The nurse is monitoring a client in the telemetry unit who has recently been admitted with the diagnosis of chest pain and notes this heart rate pattern on the monitoring strip. What is the initial action to be taken by the nurse?
- A. Notify the primary health care provider.
- B. Initiate cardiopulmonary resuscitation (CPR).
- C. Continue to monitor the client and the heart rate patterns.
- D. Administer oxygen with a face mask at 8 to 10 L per minute.
Correct Answer: B
Rationale: The monitor is showing ventricular fibrillation, a life-threatening dysrhythmia that requires CPR and defibrillation to maintain life. Although the primary health care provider must be notified, CPR is the initial action. Oxygen is necessary, but again the initiation of CPR is the priority because it will provide more than just oxygen to the client. Monitoring the client is necessary, but not as an initial action; emergency resuscitative treatment must be provided to the client immediately.
A client hospitalized with a diagnosis of thrombophlebitis is being treated with heparin infusion therapy. About 24 hours after the infusion has begun, the nurse notes that the client's partial thromboplastin time (PTT) is 65 seconds with a control of 30 seconds. What nursing action should the nurse implement?
- A. Discontinue the heparin infusion.
- B. Prepare to administer protamine sulfate.

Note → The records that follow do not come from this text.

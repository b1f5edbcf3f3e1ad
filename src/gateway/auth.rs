//! Bearer-token authentication for the HTTP gateway.
//!
//! The core ships no real token format (see
//! [`crate::security::TokenResolver`]); [`StaticTokenResolver`] is the
//! minimal bootstrap implementation, mapping configured tokens straight to
//! a full-permission [`UserContext`]. A deployment that needs JWTs or a
//! session store supplies its own [`TokenResolver`] to [`GatewayState`]
//! instead.

use std::collections::HashMap;

use async_trait::async_trait;
use axum::{
    body::Body,
    extract::{Request, State},
    http::{HeaderMap, StatusCode},
    middleware::Next,
    response::{IntoResponse, Response},
    Json,
};
use serde_json::json;

use crate::security::{TokenResolver, UserContext};

use super::routes::GatewayState;

/// Resolves a bearer token via a fixed `token -> user_id` map, granting the
/// resolved user every permission. Intended for single-operator or
/// trusted-network deployments; anything multi-tenant should bring its
/// own [`TokenResolver`].
pub struct StaticTokenResolver {
    tokens: HashMap<String, String>,
}

impl StaticTokenResolver {
    pub fn new(tokens: HashMap<String, String>) -> Self {
        Self { tokens }
    }
}

#[async_trait]
impl TokenResolver for StaticTokenResolver {
    async fn resolve(&self, user_token: &str) -> Result<UserContext, String> {
        let user_id = self
            .tokens
            .get(user_token)
            .ok_or_else(|| "unrecognized bearer token".to_string())?;
        let permissions = HashMap::from([("resource.*:all".to_string(), true)]);
        Ok(UserContext::new(user_id.clone(), permissions))
    }
}

/// Axum extension carrying the caller's resolved identity, and the raw
/// bearer token so handlers can forward it unchanged onto a queued job
/// (the agent engine resolves it again itself — see
/// [`crate::agent::engine::AgentEngine`]).
#[derive(Clone)]
pub struct AuthenticatedCaller {
    pub context: UserContext,
    pub token: String,
}

/// Middleware: validates the `Authorization: Bearer <token>` header against
/// the gateway's configured [`TokenResolver`] and inserts an
/// [`AuthenticatedCaller`] extension on success.
pub async fn auth_middleware(
    State(state): State<GatewayState>,
    headers: HeaderMap,
    mut request: Request<Body>,
    next: Next,
) -> Response {
    let token = match headers
        .get("Authorization")
        .and_then(|v| v.to_str().ok())
        .and_then(|v| v.strip_prefix("Bearer "))
        .map(str::to_string)
    {
        Some(token) => token,
        None => return unauthorized("missing bearer token"),
    };

    let context = match state.token_resolver.resolve(&token).await {
        Ok(context) => context,
        Err(e) => return unauthorized(e),
    };

    request
        .extensions_mut()
        .insert(AuthenticatedCaller { context, token });

    next.run(request).await
}

fn unauthorized(message: impl std::fmt::Display) -> Response {
    let request_id = uuid::Uuid::new_v4().to_string();
    let body = json!({ "code": "unauthorized", "message": message.to_string(), "request_id": request_id });
    (StatusCode::UNAUTHORIZED, Json(body)).into_response()
}
impl ContainerPool {
    pub fn new(runtime: Arc<dyn ContainerRuntime>, config: PoolConfig) -> Self {
        Self {
            runtime,
            config: Arc::new(config),
            inner: Arc::new(Mutex::new(Inner {
                idle: VecDeque::new(),
                in_use: std::collections::HashMap::new(),
            })),
            notify: Arc::new(Notify::new()),
            next_id: Arc::new(AtomicU64::new(0)),
            shutdown: Arc::new(std::sync::atomic::AtomicBool::new(false)),
        }
    }

    /// Discover pre-existing containers, restart stopped ones, seed the
    /// idle queue, then scale up to `pool_min_size`. Idempotent: safe to
    /// call again after a leader restart without recreating live containers.
    pub async fn initialize(&self) -> Result<(), PoolError> {
        self.discover_existing_containers().await?;

        let current = {
            let inner = self.inner.lock().await;
            inner.idle.len() + inner.in_use.len()
        };
        if current < self.config.pool_min_size {
            self.scale_up(self.config.pool_min_size - current).await?;
        }

        self.spawn_background_loops();
        Ok(())
    }

    async fn discover_existing_containers(&self) -> Result<(), PoolError> {
        let prefix = format!("{}-", self.config.name_prefix);
        let names = self
            .runtime
            .list_by_prefix(&prefix)
            .await
            .map_err(PoolError::Runtime)?;

        let mut max_id = 0u64;
        let mut inner = self.inner.lock().await;
        for name in names {
            let Some(suffix) = name.strip_prefix(&prefix) else {
                continue;
            };
            let Ok(n) = suffix.parse::<u64>() else {
                continue;
            };
            max_id = max_id.max(n + 1);

            let running = self
                .runtime
                .inspect_running(&name)
                .await
                .unwrap_or(false);
            if !running {
                // Best-effort restart is not universally supported by the
                // CLI `run -d` model; treat as unrecoverable and skip.
                continue;
            }

            inner.idle.push_back(PooledContainer {
                container_id: name.clone(),
                name,
                executions: 0,
                created_at: chrono::Utc::now(),
                state: ContainerState::Idle,
            });
        }
        self.next_id.store(max_id, Ordering::SeqCst);
        Ok(())
    }

    fn spawn_background_loops(&self) {
        let replenish_self = self.clone();
        tokio::spawn(async move { replenish_self.replenish_loop().await });

        let health_self = self.clone();
        tokio::spawn(async move { health_self.health_loop().await });
    }

    async fn replenish_loop(&self) {
        loop {
            if self.shutdown.load(Ordering::SeqCst) {
                return;
            }

            tokio::select! {
                _ = self.notify.notified() => {}
                _ = tokio::time::sleep(Duration::from_secs(30)) => {}
            }

            loop {
                let (idle_len, total) = {
                    let inner = self.inner.lock().await;
                    (inner.idle.len(), inner.idle.len() + inner.in_use.len())
                };
                if idle_len >= self.config.pool_min_idle || total >= self.config.pool_max_size {
                    break;
                }
                if self.create_one().await.is_err() {
                    break;
                }
            }
        }
    }

    async fn health_loop(&self) {
        loop {
            if self.shutdown.load(Ordering::SeqCst) {
                return;
            }
            tokio::time::sleep(Duration::from_secs(60)).await;

            let idle_snapshot: Vec<PooledContainer> = {
                let inner = self.inner.lock().await;
                inner.idle.iter().cloned().collect()
            };

            for c in idle_snapshot {
                let healthy = self
                    .runtime
                    .inspect_running(&c.container_id)
                    .await
                    .unwrap_or(false);
                if !healthy {
                    let mut inner = self.inner.lock().await;
                    inner.idle.retain(|x| x.name != c.name);
                    drop(inner);
                    let _ = self.runtime.remove(&c.container_id).await;
                    tracing::warn!(container = %c.name, "sandbox pool: idle container failed health check, destroyed");
                    self.notify.notify_waiters();
                }
            }
        }
    }

    async fn create_one(&self) -> Result<(), PoolError> {
        let id = self.next_id.fetch_add(1, Ordering::SeqCst);
        let name = format!("{}-{id}", self.config.name_prefix);

        let spec = ContainerSpec {
            image: self.config.image.clone(),
            name: name.clone(),
            network_disabled: self.config.network_disabled,
            network: self.config.docker_network.clone(),
            memory_limit_mb: self.config.memory_limit_mb,
            ..ContainerSpec::default()
        };

        let container_id = self
            .runtime
            .run_detached(&spec)
            .await
            .map_err(PoolError::Runtime)?;

        let mut inner = self.inner.lock().await;
        inner.idle.push_back(PooledContainer {
            name,
            container_id,
            executions: 0,
            created_at: chrono::Utc::now(),
            state: ContainerState::Idle,
        });
        self.notify.notify_waiters();
        Ok(())
    }

    async fn scale_up(&self, count: usize) -> Result<(), PoolError> {
        for _ in 0..count {
            self.create_one().await?;
        }
        Ok(())
    }

    /// Remove one container from the idle queue, blocking up to `timeout`
    /// while signalling the replenisher if idle is empty.
    pub async fn acquire(&self, timeout: Duration) -> Result<PooledContainer, PoolError> {
        let deadline = tokio::time::Instant::now() + timeout;
        loop {
            {
                let mut inner = self.inner.lock().await;
                if let Some(mut c) = inner.idle.pop_front() {
                    c.state = ContainerState::InUse;
                    inner.in_use.insert(c.name.clone(), c.clone());
                    if inner.idle.len() < self.config.pool_min_idle {
                        self.notify.notify_waiters();
                    }
                    return Ok(c);
                }
            }
            self.notify.notify_waiters();

            let remaining = deadline.saturating_duration_since(tokio::time::Instant::now());
            if remaining.is_zero() {
                return Err(PoolError::Timeout);
            }
            let _ = tokio::time::timeout(remaining.min(Duration::from_millis(200)), self.notify.notified()).await;
        }
    }

    /// Return a container to the idle queue, or destroy it if tainted / past
    /// its execution budget.
    pub async fn release(&self, name: &str, tainted: bool) {
        let container = {
            let mut inner = self.inner.lock().await;
            inner.in_use.remove(name)
        };
        let Some(mut container) = container else {
            return;
        };

        if tainted || container.executions >= self.config.pool_max_executions {
            let _ = self.runtime.stop(&container.container_id).await;
            let _ = self.runtime.remove(&container.container_id).await;
            self.notify.notify_waiters();
            return;
        }

        match ipc::scrub(self.runtime.as_ref(), &container.container_id).await {
            Ok(()) => {
                container.state = ContainerState::Idle;
                let mut inner = self.inner.lock().await;
                inner.idle.push_back(container);
                self.notify.notify_waiters();
            }
            Err(e) => {
                tracing::warn!(container = %name, error = %e, "sandbox pool: scrub failed, destroying container");
                let _ = self.runtime.stop(&container.container_id).await;
                let _ = self.runtime.remove(&container.container_id).await;
                self.notify.notify_waiters();
            }
        }
    }

    /// Acquire a container, run the function via the file-based IPC
    /// protocol, and release it (tainted on any error path).
    pub async fn execute(
        &self,
        function_namespace: &str,
        function_name: &str,
        input_data: serde_json::Value,
        context: serde_json::Value,
        execution_id: &str,
    ) -> Result<FunctionResult, PoolError> {
        let mut container = self
            .acquire(Duration::from_secs(self.config.function_timeout_secs))
            .await?;

        let request = ExecRequest {
            action: ExecAction::Execute,
            execution_id: execution_id.to_string(),
            function_code: None,
            function_namespace: function_namespace.to_string(),
            function_name: function_name.to_string(),
            input_data,
            context,
        };

        let outcome = ipc::run_exec_protocol(
            self.runtime.as_ref(),
            &container.container_id,
            &request,
            self.config.function_timeout_secs,
        )
        .await;

        container.executions += 1;
        {
            let mut inner = self.inner.lock().await;
            if let Some(c) = inner.in_use.get_mut(&container.name) {
                c.executions = container.executions;
            }
        }

        match outcome {
            Ok(result) => {
                self.release(&container.name, false).await;
                Ok(FunctionResult {
                    execution_id: result.execution_id,
                    status: match result.status {
                        ExecStatus::Ok => "completed".to_string(),
                        ExecStatus::Error => "failed".to_string(),
                        ExecStatus::Timeout => "timeout".to_string(),
                    },
                    result: result.result,
                    error: result.error,
                    duration_ms: result.duration_ms,
                })
            }
            Err(e) => {
                self.release(&container.name, true).await;
                Err(PoolError::ExecutionFailed {
                    execution_id: execution_id.to_string(),
                    message: e,
                })
            }
        }
    }

    /// Add or remove containers to bring the pool to exactly `target`
    /// idle+in_use containers. Returns `(added, removed)`.
    pub async fn scale(&self, target: usize) -> Result<(usize, usize), PoolError> {
        let current = {
            let inner = self.inner.lock().await;
            inner.idle.len() + inner.in_use.len()
        };

        if target > current {
            let added = target - current;
            self.scale_up(added).await?;
            Ok((added, 0))
        } else if target < current {
            let to_remove = current - target;
            let mut removed = 0;
            for _ in 0..to_remove {
                let victim = {
                    let mut inner = self.inner.lock().await;
                    inner.idle.pop_front()
                };
                let Some(c) = victim else { break };
                let _ = self.runtime.stop(&c.container_id).await;
                let _ = self.runtime.remove(&c.container_id).await;
                removed += 1;
            }
            Ok((0, removed))
        } else {
            Ok((0, 0))
        }
    }

    /// Pull the latest sandbox image and mark all idle containers tainted
    /// so the next replenish cycle rebuilds them with fresh packages.
    pub async fn reload_packages(&self) -> Result<(), PoolError> {
        self.runtime
            .pull_image(&self.config.image)
            .await
            .map_err(PoolError::Runtime)?;

        let victims: Vec<PooledContainer> = {
            let mut inner = self.inner.lock().await;
            std::mem::take(&mut inner.idle).into()
        };
        for c in victims {
            let _ = self.runtime.stop(&c.container_id).await;
            let _ = self.runtime.remove(&c.container_id).await;
        }
        self.notify.notify_waiters();
        Ok(())
    }

    pub async fn stats(&self) -> PoolStats {
        let inner = self.inner.lock().await;
        PoolStats {
            idle: inner.idle.len(),
            in_use: inner.in_use.len(),
            max_size: self.config.pool_max_size,
        }
    }

    pub async fn shutdown(&self) {
        self.shutdown.store(true, Ordering::SeqCst);
        let mut inner = self.inner.lock().await;
        let all: Vec<PooledContainer> = inner
            .idle
            .drain(..)
            .chain(inner.in_use.drain().map(|(_, c)| c))
            .collect();
        drop(inner);
        for c in all {
            let _ = self.runtime.stop(&c.container_id).await;
            let _ = self.runtime.remove(&c.container_id).await;
        }
    }
}
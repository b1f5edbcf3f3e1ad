//! Wire shapes for queued jobs and their status/result records.

use serde::{Deserialize, Serialize};
use serde_json::Value;

/// The two durable queues jobs are dispatched to; each has independent
/// worker concurrency (`queue_function_concurrency` / `queue_agent_concurrency`).
#[derive(Debug, Clone, Copy, PartialEq, Eq)]
pub enum QueueName {
    Functions,
    Agents,
}

impl QueueName {
    pub fn as_str(&self) -> &'static str {
        match self {
            QueueName::Functions => "functions",
            QueueName::Agents => "agents",
        }
    }
}

/// Payload carried by one job, tagged by `kind` in the `jobs` table.
#[derive(Debug, Clone, Serialize, Deserialize)]
#[serde(tag = "kind", rename_all = "snake_case")]
pub enum JobPayload {
    Function {
        function_namespace: String,
        function_name: String,
        input_data: Value,
        execution_id: String,
        trigger_type: String,
        trigger_id: String,
        user_id: String,
        #[serde(skip_serializing_if = "Option::is_none")]
        chat_id: Option<String>,
    },
    AgentMessage {
        chat_id: String,
        user_id: String,
        user_token: String,
        content: String,
        channel_id: String,
    },
    AgentResume {
        approval_id: String,
        approved: bool,
        channel_id: String,
    },
}

impl JobPayload {
    pub fn kind(&self) -> &'static str {
        match self {
            JobPayload::Function { .. } => "function",
            JobPayload::AgentMessage { .. } => "agent_message",
            JobPayload::AgentResume { .. } => "agent_resume",
        }
    }

    pub fn queue_name(&self) -> QueueName {
        match self {
            JobPayload::Function { .. } => QueueName::Functions,
            JobPayload::AgentMessage { .. } | JobPayload::AgentResume { .. } => QueueName::Agents,
        }
    }

    pub fn execution_id(&self) -> Option<&str> {
        match self {
            JobPayload::Function { execution_id, .. } => Some(execution_id),
            _ => None,
        }
    }

    pub fn channel_id(&self) -> Option<&str> {
        match self {
            JobPayload::Function { .. } => None,
            JobPayload::AgentMessage { channel_id, .. } => Some(channel_id),
            JobPayload::AgentResume { channel_id, .. } => Some(channel_id),
        }
    }
}

/// A fully materialised job, as handed to a [`super::service::JobHandler`].
#[derive(Debug, Clone)]
pub struct Job {
    pub job_id: String,
    pub payload: JobPayload,
    pub attempt: i32,
}

#[derive(Debug, Clone, Serialize, Deserialize)]
pub struct JobStatusRecord {
    pub status: String,
    #[serde(skip_serializing_if = "Option::is_none")]
    pub execution_id: Option<String>,
    #[serde(skip_serializing_if = "Option::is_none")]
    pub channel_id: Option<String>,
    pub queue: String,
    pub kind: String,
    pub enqueued_at: String,
    #[serde(skip_serializing_if = "Option::is_none")]
    pub error: Option<String>,
}

/// Outcome published to the per-execution completion channel
/// (`job:done:<execution_id>`), delivered exactly once per execution run.
#[derive(Debug, Clone, Serialize, Deserialize)]
#[serde(tag = "status", rename_all = "snake_case")]
pub enum JobOutcome {
    Completed { result: Value },
    Failed { error: String },
}

#[derive(Debug, Clone, Serialize, Deserialize)]
pub struct DeadLetter {
    pub job_id: String,
    pub payload: JobPayload,
    pub error: String,
    pub attempts: i32,
}

#[cfg(test)]
mod tests {
    use super::*;

    #[test]
    fn function_payload_routes_to_functions_queue() {
        let p = JobPayload::Function {
            function_namespace: "demo".into(),
            function_name: "hello".into(),
            input_data: serde_json::json!({}),
            execution_id: "ex-1".into(),
            trigger_type: "manual".into(),
            trigger_id: "t1".into(),
            user_id: "u1".into(),
            chat_id: None,
        };
        assert_eq!(p.queue_name(), QueueName::Functions);
        assert_eq!(p.kind(), "function");
        assert_eq!(p.execution_id(), Some("ex-1"));
    }

    #[test]
    fn agent_message_routes_to_agents_queue() {
        let p = JobPayload::AgentMessage {
            chat_id: "c1".into(),
            user_id: "u1".into(),
            user_token: "tok".into(),
            content: "hi".into(),
            channel_id: "ch1".into(),
        };
        assert_eq!(p.queue_name(), QueueName::Agents);
        assert_eq!(p.channel_id(), Some("ch1"));
    }

    #[test]
    fn payload_serializes_with_kind_tag() {
        let p = JobPayload::AgentResume {
            approval_id: "a1".into(),
            approved: true,
            channel_id: "ch1".into(),
        };
        let s = serde_json::to_string(&p).unwrap();
        assert!(s.contains("\"kind\":\"agent_resume\""));
    }
}
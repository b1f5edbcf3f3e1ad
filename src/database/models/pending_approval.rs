//! Database model for a parked [`PendingApproval`](crate::agent::PendingApproval).
//!
//! One row per tool call awaiting human consent; `decision` is `NULL` until
//! the approval is resolved, and is written exactly once.

use diesel::prelude::*;

use crate::database::schema::pending_approvals;

#[derive(Debug, Clone, Queryable, Selectable)]
#[diesel(table_name = pending_approvals)]
pub struct PendingApprovalRow {
    pub id: String,
    pub chat_id: String,
    pub assistant_message_id: Option<String>,
    pub user_id: String,
    pub tool_call_id: String,
    pub function_ref: String,
    pub arguments_json: String,
    pub all_tool_calls_json: String,
    pub conversation_snapshot_json: String,
    pub created_at: String,
    pub decision: Option<String>,
}

#[derive(Debug, Clone, Insertable)]
#[diesel(table_name = pending_approvals)]
pub struct NewPendingApproval {
    pub id: String,
    pub chat_id: String,
    pub assistant_message_id: Option<String>,
    pub user_id: String,
    pub tool_call_id: String,
    pub function_ref: String,
    pub arguments_json: String,
    pub all_tool_calls_json: String,
    pub conversation_snapshot_json: String,
    pub created_at: String,
}

#[derive(Debug, Clone, AsChangeset)]
#[diesel(table_name = pending_approvals)]
pub struct PendingApprovalDecision {
    pub decision: Option<String>,
}
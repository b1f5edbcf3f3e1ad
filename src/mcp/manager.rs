//! Owns every configured MCP server's client, starts them at process
//! startup, and exposes the combined tool set plus a [`McpCaller`] that
//! routes a `(server_id, tool_name)` call to the right client.
//!
//! Feature-gated: only compiled with `--features mcp-client`.

use std::collections::HashMap;
use std::sync::Arc;

use async_trait::async_trait;
use serde_json::Value;

use crate::tools::dispatch::McpCaller;
use crate::tools::synthesiser::McpToolHandle;

use super::client::{McpClient, McpServerConfig};

pub struct McpManager {
    clients: HashMap<String, Arc<McpClient>>,
}

impl McpManager {
    /// Starts every configured server, discovering its tools. A server that
    /// fails to start is logged and skipped rather than failing the whole
    /// manager — one broken MCP server shouldn't take the agent down.
    pub async fn start(configs: Vec<McpServerConfig>) -> (Self, Vec<McpToolHandle>) {
        let mut clients = HashMap::new();
        let mut handles = Vec::new();

        for config in configs {
            let server_id = config.id.clone();
            let client = Arc::new(McpClient::new(config));
            match client.start().await {
                Ok(tools) => {
                    for tool in tools {
                        handles.push(McpToolHandle {
                            flattened_name: format!("mcp__{server_id}__{}", tool.name),
                            server_id: server_id.clone(),
                            tool_name: tool.name.clone(),
                            description: tool.description.clone(),
                            input_schema: tool.input_schema.clone(),
                        });
                    }
                    clients.insert(server_id, client);
                }
                Err(e) => {
                    tracing::warn!(server_id = %server_id, error = %e, "mcp server failed to start, skipping");
                }
            }
        }

        (Self { clients }, handles)
    }

    pub async fn stop_all(&self) {
        for client in self.clients.values() {
            client.stop().await;
        }
    }
}

#[async_trait]
impl McpCaller for McpManager {
    async fn call(&self, server_id: &str, tool_name: &str, arguments: Value) -> Result<Value, String> {
        let client = self
            .clients
            .get(server_id)
            .ok_or_else(|| format!("unknown mcp server: {server_id}"))?;
        client.call_tool(tool_name, arguments).await
    }
}
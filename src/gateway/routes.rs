//! HTTP route handlers for the gateway: chat creation, message submission,
//! approval resume, and the SSE relay endpoint.

use std::sync::Arc;

use axum::{
    extract::{Extension, Path, State},
    http::StatusCode,
    response::{sse::Event, sse::Sse, IntoResponse},
    Json,
};
use diesel::prelude::*;
use futures::stream::{self, Stream};
use serde::{Deserialize, Serialize};
use serde_json::json;

use crate::database::{models::chat::NewChat, schema::chats::dsl as chats_dsl, DbPool};
use crate::queue::JobQueue;
use crate::relay::{RelayEnvelope, StreamRelay};
use crate::security::TokenResolver;

use super::auth::AuthenticatedCaller;

#[derive(Clone)]
pub struct GatewayState {
    pub db: DbPool,
    pub queue: Arc<JobQueue>,
    pub relay: Arc<StreamRelay>,
    pub token_resolver: Arc<dyn TokenResolver>,
}

/// Structured error body: `{code, message, request_id}`, one fresh
/// `request_id` per response so it can be correlated against server logs.
pub struct ApiError {
    status: StatusCode,
    code: &'static str,
    message: String,
}

impl ApiError {
    fn new(status: StatusCode, code: &'static str, message: impl Into<String>) -> Self {
        Self { status, code, message: message.into() }
    }

    fn internal(message: impl std::fmt::Display) -> Self {
        Self::new(StatusCode::INTERNAL_SERVER_ERROR, "internal_error", message.to_string())
    }

    fn bad_request(message: impl std::fmt::Display) -> Self {
        Self::new(StatusCode::BAD_REQUEST, "bad_request", message.to_string())
    }
}

impl IntoResponse for ApiError {
    fn into_response(self) -> axum::response::Response {
        let request_id = uuid::Uuid::new_v4().to_string();
        let body = json!({ "code": self.code, "message": self.message, "request_id": request_id });
        (self.status, Json(body)).into_response()
    }
}

// ─── Health ───────────────────────────────────────────────────────────────────

pub async fn health() -> impl IntoResponse {
    Json(json!({ "status": "ok", "service": "kiln-daemon" }))
}

// ─── Chats ────────────────────────────────────────────────────────────────────

#[derive(Debug, Deserialize)]
pub struct CreateChatRequest {
    pub agent_namespace: String,
    pub agent_name: String,
    #[serde(default = "default_input")]
    pub agent_input: serde_json::Value,
}

fn default_input() -> serde_json::Value {
    serde_json::json!({})
}

#[derive(Debug, Serialize)]
pub struct CreateChatResponse {
    pub chat_id: String,
}

pub async fn create_chat(
    State(state): State<GatewayState>,
    Extension(caller): Extension<AuthenticatedCaller>,
    Json(req): Json<CreateChatRequest>,
) -> Result<impl IntoResponse, ApiError> {
    let chat_id = uuid::Uuid::new_v4().to_string();
    let user_id = caller.context.user_id.clone();
    let row = NewChat {
        id: chat_id.clone(),
        user_id,
        agent_namespace: req.agent_namespace,
        agent_name: req.agent_name,
        agent_input_json: serde_json::to_string(&req.agent_input)
            .map_err(ApiError::bad_request)?,
        created_at: chrono::Utc::now().to_rfc3339(),
    };

    let db = state.db.clone();
    tokio::task::spawn_blocking(move || {
        let mut conn = db.get().map_err(ApiError::internal)?;
        diesel::insert_into(chats_dsl::chats)
            .values(&row)
            .execute(&mut conn)
            .map_err(ApiError::internal)
    })
    .await
    .map_err(ApiError::internal)??;

    Ok((StatusCode::CREATED, Json(CreateChatResponse { chat_id })))
}

// ─── Agent messages ───────────────────────────────────────────────────────────

#[derive(Debug, Deserialize)]
pub struct SendMessageRequest {
    pub content: String,
    /// Defaults to `chat_id` if omitted; callers with multiple concurrent
    /// streams on the same chat should pass a distinct id per stream.
    pub channel_id: Option<String>,
}

#[derive(Debug, Serialize)]
pub struct SendMessageResponse {
    pub job_id: String,
    pub channel_id: String,
}

pub async fn send_message(
    State(state): State<GatewayState>,
    Extension(caller): Extension<AuthenticatedCaller>,
    Path(chat_id): Path<String>,
    Json(req): Json<SendMessageRequest>,
) -> Result<impl IntoResponse, ApiError> {
    let channel_id = req.channel_id.unwrap_or_else(|| chat_id.clone());
    let job_id = state
        .queue
        .enqueue_agent_message(
            chat_id,
            caller.context.user_id.clone(),
            caller.token.clone(),
            req.content,
            channel_id.clone(),
        )
        .await
        .map_err(ApiError::internal)?;

    Ok(Json(SendMessageResponse { job_id, channel_id }))
}

// ─── Functions ────────────────────────────────────────────────────────────────

#[derive(Debug, Deserialize)]
pub struct EnqueueFunctionRequest {
    pub namespace: String,
    pub name: String,
    #[serde(default = "default_input")]
    pub input: serde_json::Value,
}

pub async fn enqueue_function(
    State(state): State<GatewayState>,
    Extension(caller): Extension<AuthenticatedCaller>,
    Json(req): Json<EnqueueFunctionRequest>,
) -> Result<impl IntoResponse, ApiError> {
    let execution_id = uuid::Uuid::new_v4().to_string();
    let job_id = state
        .queue
        .enqueue_function(
            req.namespace,
            req.name,
            req.input,
            execution_id,
            "cli",
            "",
            caller.context.user_id.clone(),
            None,
            None,
        )
        .await
        .map_err(ApiError::internal)?;

    Ok(Json(json!({ "job_id": job_id })))
}

// ─── Approval resume ──────────────────────────────────────────────────────────

#[derive(Debug, Deserialize)]
pub struct ResumeRequest {
    pub approved: bool,
    pub channel_id: String,
}

pub async fn resume_approval(
    State(state): State<GatewayState>,
    Extension(_caller): Extension<AuthenticatedCaller>,
    Path(approval_id): Path<String>,
    Json(req): Json<ResumeRequest>,
) -> Result<impl IntoResponse, ApiError> {
    let job_id = state
        .queue
        .enqueue_agent_resume(approval_id, req.approved, req.channel_id)
        .await
        .map_err(ApiError::internal)?;

    Ok(Json(json!({ "job_id": job_id })))
}

// ─── Streaming relay (SSE) ────────────────────────────────────────────────────

/// `GET /api/v1/stream/{channel_id}` — subscribes to `stream:<channel_id>`
/// and relays each envelope as an SSE `data:` line, terminating on `done`
/// or `error`.
pub async fn stream_channel(
    State(state): State<GatewayState>,
    Extension(_caller): Extension<AuthenticatedCaller>,
    Path(channel_id): Path<String>,
) -> Sse<impl Stream<Item = Result<Event, std::convert::Infallible>>> {
    let rx = state.relay.subscribe(&channel_id);

    // `unfold` carries (receiver, done) state across polls; `done` stops the
    // stream the call *after* a terminal envelope is yielded rather than
    // suppressing it.
    let stream = stream::unfold((rx, false), |(mut rx, done)| async move {
        if done {
            return None;
        }
        match StreamRelay::recv_next(&mut rx).await {
            Some(envelope) => {
                let is_terminal =
                    matches!(envelope, RelayEnvelope::Done | RelayEnvelope::Error { .. });
                let data = serde_json::to_string(&envelope).unwrap_or_else(|e| {
                    format!(r#"{{"type":"error","error":"serialization failure: {e}"}}"#)
                });
                Some((Ok(Event::default().data(data)), (rx, is_terminal)))
            }
            None => None,
        }
    });

    Sse::new(stream)
}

- C. Notify the primary health care provider of the laboratory results.
- D. Include in report that the client is adequately anticoagulated.
Correct Answer: D
Rationale: The effectiveness of heparin therapy is monitored by the results of the PTT. Desired range for therapeutic anticoagulation is 1.5 to 2.5 times the control. A PTT of 65 seconds is within the therapeutic range. Therefore, options 1, 2, and 3 are incorrect actions.